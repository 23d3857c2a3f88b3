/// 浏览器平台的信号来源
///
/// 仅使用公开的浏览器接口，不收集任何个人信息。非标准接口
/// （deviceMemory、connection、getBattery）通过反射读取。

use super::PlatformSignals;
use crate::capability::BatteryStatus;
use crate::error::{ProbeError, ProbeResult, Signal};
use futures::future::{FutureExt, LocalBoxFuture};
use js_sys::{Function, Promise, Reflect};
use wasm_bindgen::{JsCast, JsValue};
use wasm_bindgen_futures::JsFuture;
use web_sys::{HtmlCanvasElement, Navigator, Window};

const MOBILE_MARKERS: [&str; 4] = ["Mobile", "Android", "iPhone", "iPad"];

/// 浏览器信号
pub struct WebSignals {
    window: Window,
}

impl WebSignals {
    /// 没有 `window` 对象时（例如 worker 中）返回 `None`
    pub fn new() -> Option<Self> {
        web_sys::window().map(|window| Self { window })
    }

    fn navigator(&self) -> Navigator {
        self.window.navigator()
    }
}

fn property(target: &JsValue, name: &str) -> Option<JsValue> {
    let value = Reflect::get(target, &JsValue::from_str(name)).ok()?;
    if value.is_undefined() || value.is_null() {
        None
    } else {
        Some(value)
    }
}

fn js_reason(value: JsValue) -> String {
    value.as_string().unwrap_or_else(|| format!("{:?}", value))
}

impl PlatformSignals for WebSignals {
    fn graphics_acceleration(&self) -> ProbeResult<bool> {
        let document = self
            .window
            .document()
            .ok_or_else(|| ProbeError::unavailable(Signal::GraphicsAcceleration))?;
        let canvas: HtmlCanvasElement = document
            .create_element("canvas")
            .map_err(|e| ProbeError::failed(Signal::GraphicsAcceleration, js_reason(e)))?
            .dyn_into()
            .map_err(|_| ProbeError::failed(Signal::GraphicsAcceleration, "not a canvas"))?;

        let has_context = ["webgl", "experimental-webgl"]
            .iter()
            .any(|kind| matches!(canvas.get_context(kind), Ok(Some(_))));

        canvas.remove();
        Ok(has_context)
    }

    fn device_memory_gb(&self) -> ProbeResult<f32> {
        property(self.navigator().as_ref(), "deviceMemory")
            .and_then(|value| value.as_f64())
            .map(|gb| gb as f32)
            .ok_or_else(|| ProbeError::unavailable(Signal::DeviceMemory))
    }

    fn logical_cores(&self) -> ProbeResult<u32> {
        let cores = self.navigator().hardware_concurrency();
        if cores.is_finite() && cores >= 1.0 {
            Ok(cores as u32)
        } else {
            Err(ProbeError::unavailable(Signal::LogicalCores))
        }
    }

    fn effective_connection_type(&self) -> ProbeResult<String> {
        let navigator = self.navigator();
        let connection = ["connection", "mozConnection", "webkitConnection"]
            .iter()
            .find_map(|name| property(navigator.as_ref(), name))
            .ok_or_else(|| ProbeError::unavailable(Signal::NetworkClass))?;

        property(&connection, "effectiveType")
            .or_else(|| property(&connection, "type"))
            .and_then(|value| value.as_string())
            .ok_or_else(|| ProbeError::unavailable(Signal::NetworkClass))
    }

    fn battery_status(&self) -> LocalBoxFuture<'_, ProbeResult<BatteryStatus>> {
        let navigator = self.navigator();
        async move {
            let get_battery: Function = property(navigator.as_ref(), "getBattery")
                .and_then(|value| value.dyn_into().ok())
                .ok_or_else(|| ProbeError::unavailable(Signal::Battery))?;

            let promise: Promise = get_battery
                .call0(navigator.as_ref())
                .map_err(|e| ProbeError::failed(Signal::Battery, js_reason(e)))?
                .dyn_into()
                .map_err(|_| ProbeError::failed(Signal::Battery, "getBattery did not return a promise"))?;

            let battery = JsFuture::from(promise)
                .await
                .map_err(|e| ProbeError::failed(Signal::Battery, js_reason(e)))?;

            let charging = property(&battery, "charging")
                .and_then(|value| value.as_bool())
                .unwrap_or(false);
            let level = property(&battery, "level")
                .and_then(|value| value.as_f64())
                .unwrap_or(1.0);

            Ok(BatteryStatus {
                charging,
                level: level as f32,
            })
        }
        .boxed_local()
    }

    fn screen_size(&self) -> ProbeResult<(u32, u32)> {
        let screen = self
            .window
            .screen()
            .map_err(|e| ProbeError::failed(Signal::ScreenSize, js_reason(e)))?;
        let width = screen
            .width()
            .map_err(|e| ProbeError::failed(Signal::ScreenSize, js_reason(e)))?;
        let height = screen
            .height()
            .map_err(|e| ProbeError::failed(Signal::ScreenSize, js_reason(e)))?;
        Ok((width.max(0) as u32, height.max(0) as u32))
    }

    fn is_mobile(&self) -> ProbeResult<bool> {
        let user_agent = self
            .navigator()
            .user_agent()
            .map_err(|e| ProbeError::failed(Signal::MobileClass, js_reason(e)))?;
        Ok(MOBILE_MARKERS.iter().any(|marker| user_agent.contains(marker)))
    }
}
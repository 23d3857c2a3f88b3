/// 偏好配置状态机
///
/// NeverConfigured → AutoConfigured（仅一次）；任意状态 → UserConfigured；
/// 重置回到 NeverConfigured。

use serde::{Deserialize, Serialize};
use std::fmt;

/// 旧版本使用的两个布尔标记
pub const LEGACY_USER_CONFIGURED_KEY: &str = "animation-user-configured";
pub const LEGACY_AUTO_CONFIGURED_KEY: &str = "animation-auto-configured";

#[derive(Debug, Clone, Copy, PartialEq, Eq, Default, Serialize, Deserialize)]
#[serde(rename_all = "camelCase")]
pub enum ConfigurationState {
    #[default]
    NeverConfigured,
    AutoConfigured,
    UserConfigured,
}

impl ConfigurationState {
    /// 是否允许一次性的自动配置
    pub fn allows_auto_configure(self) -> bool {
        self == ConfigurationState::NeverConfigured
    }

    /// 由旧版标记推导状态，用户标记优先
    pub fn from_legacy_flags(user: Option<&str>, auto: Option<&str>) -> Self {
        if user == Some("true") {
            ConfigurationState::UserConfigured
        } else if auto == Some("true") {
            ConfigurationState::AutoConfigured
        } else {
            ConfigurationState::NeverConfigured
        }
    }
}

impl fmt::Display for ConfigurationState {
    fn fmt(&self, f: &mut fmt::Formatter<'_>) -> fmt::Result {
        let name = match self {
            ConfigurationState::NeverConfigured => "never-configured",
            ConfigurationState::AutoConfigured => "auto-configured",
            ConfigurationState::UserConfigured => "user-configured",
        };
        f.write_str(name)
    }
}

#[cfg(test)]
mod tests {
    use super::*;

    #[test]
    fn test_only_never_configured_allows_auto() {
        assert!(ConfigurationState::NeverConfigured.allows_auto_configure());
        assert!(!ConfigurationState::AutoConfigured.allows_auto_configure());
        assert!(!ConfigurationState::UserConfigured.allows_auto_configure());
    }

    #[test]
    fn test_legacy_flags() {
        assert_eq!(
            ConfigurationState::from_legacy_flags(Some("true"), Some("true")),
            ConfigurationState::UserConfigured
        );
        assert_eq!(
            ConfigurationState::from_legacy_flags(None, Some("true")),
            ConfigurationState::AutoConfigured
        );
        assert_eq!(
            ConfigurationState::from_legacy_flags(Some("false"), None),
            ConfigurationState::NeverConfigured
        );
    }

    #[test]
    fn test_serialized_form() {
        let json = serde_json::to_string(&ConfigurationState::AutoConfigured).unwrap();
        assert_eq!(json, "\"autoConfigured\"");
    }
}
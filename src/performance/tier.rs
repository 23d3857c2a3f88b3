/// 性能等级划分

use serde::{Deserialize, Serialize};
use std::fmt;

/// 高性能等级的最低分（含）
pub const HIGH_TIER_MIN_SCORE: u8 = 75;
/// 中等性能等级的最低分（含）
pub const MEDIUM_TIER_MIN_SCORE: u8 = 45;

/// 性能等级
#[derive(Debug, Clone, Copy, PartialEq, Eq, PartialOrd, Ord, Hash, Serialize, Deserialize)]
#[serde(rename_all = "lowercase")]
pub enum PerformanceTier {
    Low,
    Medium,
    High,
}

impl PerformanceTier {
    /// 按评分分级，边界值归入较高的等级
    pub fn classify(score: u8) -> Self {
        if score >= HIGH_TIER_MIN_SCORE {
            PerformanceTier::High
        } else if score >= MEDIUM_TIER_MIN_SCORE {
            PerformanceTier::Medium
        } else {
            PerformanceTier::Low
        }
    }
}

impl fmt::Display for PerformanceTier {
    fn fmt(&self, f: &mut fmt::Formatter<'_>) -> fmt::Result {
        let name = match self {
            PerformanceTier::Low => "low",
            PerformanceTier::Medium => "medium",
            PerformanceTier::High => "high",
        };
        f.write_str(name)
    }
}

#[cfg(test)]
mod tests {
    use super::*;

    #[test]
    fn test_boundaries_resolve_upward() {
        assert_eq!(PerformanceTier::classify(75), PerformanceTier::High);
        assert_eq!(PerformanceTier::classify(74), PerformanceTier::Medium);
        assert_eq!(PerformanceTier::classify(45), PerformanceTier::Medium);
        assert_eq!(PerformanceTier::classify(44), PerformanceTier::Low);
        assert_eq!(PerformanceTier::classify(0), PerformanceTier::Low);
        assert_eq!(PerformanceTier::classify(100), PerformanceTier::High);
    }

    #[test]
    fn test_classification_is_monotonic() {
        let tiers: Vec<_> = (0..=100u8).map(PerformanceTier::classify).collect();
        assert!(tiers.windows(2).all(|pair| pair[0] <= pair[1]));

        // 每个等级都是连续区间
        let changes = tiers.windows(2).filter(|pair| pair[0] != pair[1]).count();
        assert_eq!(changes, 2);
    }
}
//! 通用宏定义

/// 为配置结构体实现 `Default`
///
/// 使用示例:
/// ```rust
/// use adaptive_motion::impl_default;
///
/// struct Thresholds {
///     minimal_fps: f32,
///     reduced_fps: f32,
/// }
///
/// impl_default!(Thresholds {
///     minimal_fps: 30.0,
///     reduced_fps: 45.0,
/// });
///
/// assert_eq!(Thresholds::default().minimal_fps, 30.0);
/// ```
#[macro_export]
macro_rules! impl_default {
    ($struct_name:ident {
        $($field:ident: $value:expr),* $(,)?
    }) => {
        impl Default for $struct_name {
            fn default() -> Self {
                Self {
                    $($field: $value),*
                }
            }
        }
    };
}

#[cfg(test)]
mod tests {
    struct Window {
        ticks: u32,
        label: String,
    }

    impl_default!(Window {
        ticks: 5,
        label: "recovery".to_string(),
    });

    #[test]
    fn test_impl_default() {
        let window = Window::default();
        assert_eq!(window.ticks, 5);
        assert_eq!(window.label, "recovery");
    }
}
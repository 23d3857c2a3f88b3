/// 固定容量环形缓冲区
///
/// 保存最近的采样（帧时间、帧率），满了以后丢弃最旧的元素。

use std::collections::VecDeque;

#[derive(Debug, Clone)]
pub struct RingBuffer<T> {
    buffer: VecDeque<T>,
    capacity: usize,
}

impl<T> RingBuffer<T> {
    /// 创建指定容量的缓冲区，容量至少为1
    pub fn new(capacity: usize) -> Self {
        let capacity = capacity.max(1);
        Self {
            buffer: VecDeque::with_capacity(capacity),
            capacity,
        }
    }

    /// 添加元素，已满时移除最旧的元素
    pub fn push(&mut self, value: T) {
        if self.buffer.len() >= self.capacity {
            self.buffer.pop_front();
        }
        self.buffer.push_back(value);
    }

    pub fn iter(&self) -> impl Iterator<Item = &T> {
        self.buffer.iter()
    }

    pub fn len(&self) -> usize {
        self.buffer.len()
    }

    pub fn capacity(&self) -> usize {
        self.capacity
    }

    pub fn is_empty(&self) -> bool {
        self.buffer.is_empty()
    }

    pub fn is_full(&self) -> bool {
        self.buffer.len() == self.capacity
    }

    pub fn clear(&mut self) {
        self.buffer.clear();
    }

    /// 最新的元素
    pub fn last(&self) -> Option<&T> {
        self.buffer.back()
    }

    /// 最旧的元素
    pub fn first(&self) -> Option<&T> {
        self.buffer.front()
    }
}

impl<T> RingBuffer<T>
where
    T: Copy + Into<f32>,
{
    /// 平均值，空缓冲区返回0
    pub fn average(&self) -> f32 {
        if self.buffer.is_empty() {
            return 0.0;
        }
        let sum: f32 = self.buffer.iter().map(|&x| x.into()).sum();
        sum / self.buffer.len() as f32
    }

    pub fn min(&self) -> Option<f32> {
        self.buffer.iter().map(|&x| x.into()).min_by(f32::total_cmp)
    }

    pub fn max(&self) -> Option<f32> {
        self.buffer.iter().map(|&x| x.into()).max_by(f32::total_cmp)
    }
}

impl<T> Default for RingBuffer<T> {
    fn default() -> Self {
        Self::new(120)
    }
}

## Directions for this task
From the data above, copy each line that holds "clear".

## Task solution
    pub fn clear(&mut self) {
        self.buffer.clear();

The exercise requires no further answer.